BEGIN Listed entries
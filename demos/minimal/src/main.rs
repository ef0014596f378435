// demos/minimal/src/main.rs
// ============================================================================
// Module: VAPT Intake Minimal Demo
// Description: Minimal end-to-end intake run using in-memory collaborators.
// Purpose: Demonstrate wizard navigation, submission, and digest rendering.
// Dependencies: vapt-intake-core, vapt-intake-notify
// ============================================================================

//! ## Overview
//! Drives a complete intake run in one process: fills the form, walks the
//! wizard through all seven steps, submits through the in-memory sink, and
//! renders the notification digest instead of delivering it.

use std::io::Write;

use vapt_intake_core::AccountType;
use vapt_intake_core::AssessmentType;
use vapt_intake_core::DispatchError;
use vapt_intake_core::EnvironmentType;
use vapt_intake_core::FlagField;
use vapt_intake_core::NotificationDispatcher;
use vapt_intake_core::ReportFormat;
use vapt_intake_core::Restriction;
use vapt_intake_core::StoredSubmission;
use vapt_intake_core::TestingMode;
use vapt_intake_core::TestingWindow;
use vapt_intake_core::TextField;
use vapt_intake_core::runtime::InMemorySubmissionSink;
use vapt_intake_core::runtime::SubmissionServices;
use vapt_intake_core::runtime::WizardController;
use vapt_intake_notify::format_digest;

/// Dispatcher that renders the digest to stdout instead of delivering it.
struct DigestPreviewDispatcher;

impl NotificationDispatcher for DigestPreviewDispatcher {
    fn send(&self, submission: &StoredSubmission) -> Result<(), DispatchError> {
        write_line("Digest", &format_digest(submission))
            .map_err(|err| DispatchError::DispatchFailed(err.to_string()))
    }
}

/// Fills every field the step validators require.
fn fill_form(wizard: &mut WizardController) {
    let form = wizard.form_mut();
    form.set_text(TextField::OrganizationName, "Acme Corporation");
    form.set_text(TextField::PrimaryContactName, "Priya Sharma");
    form.set_text(TextField::Designation, "Security Lead");
    form.set_text(TextField::Email, "priya@acme.example");
    form.set_text(TextField::MobileNumber, "9876543210");
    form.set_assessment_type(Some(AssessmentType::ExternalNetwork));
    form.set_testing_mode(Some(TestingMode::Remote));
    form.set_text(TextField::IpRange, "10.0.0.0/24");
    form.set_text(TextField::DeviceCount, "0150");
    form.set_environment_type(Some(EnvironmentType::DataCenter));
    form.set_testing_window(Some(TestingWindow::NonBusinessHours));
    form.toggle_restriction(Restriction::AvoidHeavyScanning, true);
    form.set_flag(FlagField::NotifyBeforeTesting, true);
    form.set_flag(FlagField::VpnAccess, true);
    form.set_flag(FlagField::TestCredentials, true);
    form.set_account_type(Some(AccountType::User));
    form.set_report_format(Some(ReportFormat::TechnicalAndManagement));
    form.set_flag(FlagField::RetestingRequired, false);
    form.set_flag(FlagField::PermissionApproved, true);
    form.set_text(TextField::ApproverName, "Anita Desai");
    form.set_text(TextField::ApproverDesignation, "CTO");
}

fn main() -> Result<(), Box<dyn std::error::Error>> {
    let mut wizard = WizardController::new();
    fill_form(&mut wizard);

    while !wizard.step().is_final() {
        if !wizard.next() {
            if let Some(diagnostic) = wizard.last_diagnostic() {
                write_line("Blocked", &diagnostic.to_string())?;
            }
            return Ok(());
        }
    }
    write_line("Step", &wizard.step().to_string())?;

    let sink = InMemorySubmissionSink::new();
    let services = SubmissionServices::new(&sink, &DigestPreviewDispatcher);
    let stored = wizard.submit(&services)?;
    write_line("Stored", stored.id.as_str())?;
    write_line("Submitted", &stored.submitted_date_time)?;

    Ok(())
}

/// Writes a labeled line to stdout.
fn write_line(label: &str, value: &str) -> Result<(), std::io::Error> {
    let stdout = std::io::stdout();
    let mut handle = stdout.lock();
    writeln!(handle, "{label}: {value}")
}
END Listed entries
• _Your task_
Return every line of the preceding records in which the word "FlagField" appears.

• _Written reply_
use vapt_intake_core::FlagField;
    form.set_flag(FlagField::NotifyBeforeTesting, true);
    form.set_flag(FlagField::VpnAccess, true);
    form.set_flag(FlagField::TestCredentials, true);
    form.set_flag(FlagField::RetestingRequired, false);
    form.set_flag(FlagField::PermissionApproved, true);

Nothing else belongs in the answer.